Su esposo lo sabía, pero estaba conforme con el oficio de su mujer, pues él no tenía ninguno aparte del de gastarse los dineros que cada día le daba ella. Salía a media mañana el hombre, y no regresaba sino hasta en horas avanzadas de la noche. Se iba a cantinas y billares. En ese lapso ella recibía la visita de sus amigos caballeros. La clave para llegar era sencilla, y ya la conocía todo el barrio. Tenía esa señora en su ventana lo mismo que se veía en muchas ventanas saltilleras: un caracol. Si el caracol estaba en la ventana eso significaba que el campo estaba libre; si la dueña de casa lo había quitado eso quería decir que había visita. Quien llegaba y no veía el caracol en la ventana se iba a la placita de San Francisco a platicar y regresaba luego. 

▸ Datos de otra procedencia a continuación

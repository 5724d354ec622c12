//! Prometheus metrics recorder and metric names.

use metrics_exporter_prometheus::{BuildError, PrometheusBuilder, PrometheusHandle};
use tracing::info;

/// Install the Prometheus metrics recorder (global).
///
/// Returns the handle used to render `/metrics`. Call once at startup before
/// any metric is recorded.
pub fn install_recorder() -> Result<PrometheusHandle, BuildError> {
    let handle = PrometheusBuilder::new().install_recorder()?;
    info!("prometheus metrics recorder installed");
    Ok(handle)
}

/// Connections opened (counter, labels: transport).
pub const PUSH_CONNECTIONS_TOTAL: &str = "push_connections_total";
/// Open connections (gauge, labels: transport).
pub const PUSH_CONNECTIONS_ACTIVE: &str = "push_connections_active";
/// Payloads accepted by a handle queue (counter, labels: transport).
pub const PUSH_DELIVERIES_TOTAL: &str = "push_deliveries_total";
/// Payloads a handle rejected or lost (counter, labels: reason).
pub const PUSH_DELIVERY_FAILURES_TOTAL: &str = "push_delivery_failures_total";
/// Envelopes published on the bus (counter).
pub const PUSH_BUS_PUBLISH_TOTAL: &str = "push_bus_publish_total";
/// Bus publishes that failed (counter).
pub const PUSH_BUS_PUBLISH_FAILURES_TOTAL: &str = "push_bus_publish_failures_total";
/// Envelopes received from the bus (counter, labels: kind).
pub const PUSH_BUS_MESSAGES_TOTAL: &str = "push_bus_messages_total";
/// Duplex connections closed for inactivity (counter).
pub const PUSH_HEARTBEAT_TIMEOUTS_TOTAL: &str = "push_heartbeat_timeouts_total";
/// Connection lifetime (histogram, labels: transport).
pub const PUSH_CONNECTION_DURATION_SECONDS: &str = "push_connection_duration_seconds";
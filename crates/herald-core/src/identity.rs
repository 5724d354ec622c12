//! Boundary to the authentication layer.
//!
//! Identity is resolved exactly once per connection, before registration.
//! A connection whose identity cannot be resolved is rejected; this is a hard
//! precondition, not a retryable error.

use serde::Serialize;

use crate::errors::RegistrationError;
use crate::ids::RecipientKey;

/// Raw credentials lifted from a connection request.
#[derive(Clone, Debug, Default, PartialEq, Eq)]
pub struct Credentials {
    /// Bearer token, if one was presented.
    pub token: Option<String>,
}

impl Credentials {
    /// Credentials carrying a bearer token.
    pub fn bearer(token: impl Into<String>) -> Self {
        Self {
            token: Some(token.into()),
        }
    }
}

/// An authenticated caller.
#[derive(Clone, Debug, PartialEq, Eq, Serialize)]
#[serde(rename_all = "camelCase")]
pub struct Identity {
    /// Who pushes for this caller are addressed to.
    pub key: RecipientKey,
    /// Login session of this caller; distinguishes concurrent connections of one key.
    #[serde(skip)]
    pub session: String,
    /// Account type, if the token carries one.
    #[serde(skip_serializing_if = "Option::is_none")]
    pub user_type: Option<String>,
    /// Display name, if the token carries one.
    #[serde(skip_serializing_if = "Option::is_none")]
    pub display_name: Option<String>,
}

impl Identity {
    /// Identity with no auxiliary profile fields.
    pub fn new(key: impl Into<RecipientKey>, session: impl Into<String>) -> Self {
        Self {
            key: key.into(),
            session: session.into(),
            user_type: None,
            display_name: None,
        }
    }
}

/// Resolves credentials to an [`Identity`].
pub trait IdentityResolver: Send + Sync {
    /// Validate the credentials and return the caller's identity.
    fn resolve(&self, credentials: &Credentials) -> Result<Identity, RegistrationError>;
}

#[cfg(test)]
mod tests {
    use super::*;

    struct FixedResolver;

    impl IdentityResolver for FixedResolver {
        fn resolve(&self, credentials: &Credentials) -> Result<Identity, RegistrationError> {
            match credentials.token.as_deref() {
                Some("good") => Ok(Identity::new("u1", "s1")),
                Some(_) => Err(RegistrationError::InvalidToken("unknown".into())),
                None => Err(RegistrationError::MissingCredentials),
            }
        }
    }

    #[test]
    fn resolver_accepts_known_token() {
        let id = FixedResolver.resolve(&Credentials::bearer("good")).unwrap();
        assert_eq!(id.key.as_str(), "u1");
        assert_eq!(id.session, "s1");
    }

    #[test]
    fn resolver_rejects_missing_token() {
        let err = FixedResolver.resolve(&Credentials::default()).unwrap_err();
        assert_eq!(err, RegistrationError::MissingCredentials);
    }

    #[test]
    fn session_is_not_serialized() {
        let id = Identity::new("u1", "secret-session");
        let json = serde_json::to_string(&id).unwrap();
        assert!(!json.contains("secret-session"));
        assert!(json.contains("\"key\":\"u1\""));
    }
}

Si el caracol ya estaba, el visitante tocaba la puerta. Si no, farfullaba para sí mismo alguna palabra de impaciencia y se apartaba otra vez con su rijosidad insatisfecha a cuestas.

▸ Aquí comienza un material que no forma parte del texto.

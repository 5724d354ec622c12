//! Relay wire format: one JSON object per line.
//!
//! ```text
//! {"op":"sub","topic":"global:push"}
//! {"op":"ack","topic":"global:push"}
//! {"op":"pub","topic":"global:push","payload":"..."}
//! {"op":"msg","topic":"global:push","payload":"..."}
//! {"op":"unsub","topic":"global:push"}
//! ```

use herald_core::BusError;
use serde::{Deserialize, Serialize};
use tokio_util::codec::LinesCodec;

/// Longest accepted frame line, in bytes.
pub const MAX_FRAME_LEN: usize = 4 * 1024 * 1024;

/// One relay frame.
#[derive(Clone, Debug, PartialEq, Eq, Serialize, Deserialize)]
#[serde(tag = "op", rename_all = "lowercase")]
pub enum Frame {
    /// Client → hub: start receiving `topic`.
    Sub {
        /// Topic name.
        topic: String,
    },
    /// Client → hub: stop receiving `topic`.
    Unsub {
        /// Topic name.
        topic: String,
    },
    /// Client → hub: publish to every subscriber of `topic`.
    Pub {
        /// Topic name.
        topic: String,
        /// Opaque payload.
        payload: String,
    },
    /// Hub → client: a payload published on a subscribed topic.
    Msg {
        /// Topic name.
        topic: String,
        /// Opaque payload.
        payload: String,
    },
    /// Hub → client: the subscription to `topic` is active.
    Ack {
        /// Topic name.
        topic: String,
    },
}

impl Frame {
    /// Encode as a single line (without the trailing newline).
    ///
    /// Lines longer than [`MAX_FRAME_LEN`] are rejected here; the peer's codec
    /// would otherwise drop the whole connection on reading them.
    pub fn encode(&self) -> Result<String, BusError> {
        let line = serde_json::to_string(self)?;
        if line.len() > MAX_FRAME_LEN {
            return Err(BusError::Codec(format!(
                "frame of {} bytes exceeds the {MAX_FRAME_LEN} byte limit",
                line.len()
            )));
        }
        Ok(line)
    }

    /// Decode one line.
    pub fn decode(line: &str) -> Result<Self, BusError> {
        serde_json::from_str(line).map_err(|e| BusError::Codec(e.to_string()))
    }
}

/// Line codec bounded to [`MAX_FRAME_LEN`].
pub fn codec() -> LinesCodec {
    LinesCodec::new_with_max_length(MAX_FRAME_LEN)
}

#[cfg(test)]
mod tests {
    use super::*;

    #[test]
    fn pub_frame_wire_format() {
        let frame = Frame::Pub {
            topic: "global:push".into(),
            payload: "{\"kind\":\"unicast\"}".into(),
        };
        let line = frame.encode().unwrap();
        assert!(line.starts_with(r#"{"op":"pub","topic":"global:push""#));
        assert!(!line.contains('\n'));
    }

    #[test]
    fn oversize_frame_is_rejected() {
        let frame = Frame::Pub {
            topic: "t".into(),
            payload: "x".repeat(MAX_FRAME_LEN),
        };
        assert!(matches!(frame.encode(), Err(BusError::Codec(_))));
    }

    #[test]
    fn decodes_ack() {
        let frame = Frame::decode(r#"{"op":"ack","topic":"t"}"#).unwrap();
        assert_eq!(frame, Frame::Ack { topic: "t".into() });
    }

    #[test]
    fn payload_newlines_stay_on_one_line() {
        let frame = Frame::Msg {
            topic: "t".into(),
            payload: "a\nb".into(),
        };
        let line = frame.encode().unwrap();
        assert!(!line.contains('\n'));
        assert_eq!(Frame::decode(&line).unwrap(), frame);
    }

    #[test]
    fn unknown_op_is_codec_error() {
        let err = Frame::decode(r#"{"op":"shout","topic":"t"}"#).unwrap_err();
        assert!(matches!(err, BusError::Codec(_)));
    }

    #[test]
    fn garbage_is_codec_error() {
        assert!(matches!(Frame::decode("hello"), Err(BusError::Codec(_))));
    }
}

Nadie, que yo sepa, se quejó nunca del giro de aquella señorona. Ninguna de las vecinas, claro, le dirigía la palabra, pero nadie se metía con ella. En el buen sentido, quiero decir. Todos le decían “La Emperatriz del Catre”. Con ese nombre se le conocía, al mismo tiempo majestuoso y de arrabal. Los domingos descansaba de sus fatigas, y descansaba también el caracol. Ese día salía ella muy emperifollada, del brazo de su marido, como cualquier señora, para ir al cine. Quizá fue la primera mujer que en mi barrio se pintó el pelo. De amarillo, color logrado seguramente con agua oxigenada, a la sazón el único tinte conocido. Al caminar meneaba las caderas con un movimiento que le hubiera envidiado un barco trasatlántico al abrirse paso entre las olas.

“Una casa no es un hogar”, solía decir Polly Adler al hablar de su casa de lenocinio. Con ese título publicó sus memorias. Ninguna memoria de sí dejó “La Emperatriz del Catre”. Sólo  este recuerdo mío, escrito al desgaire, como cosa ya ida.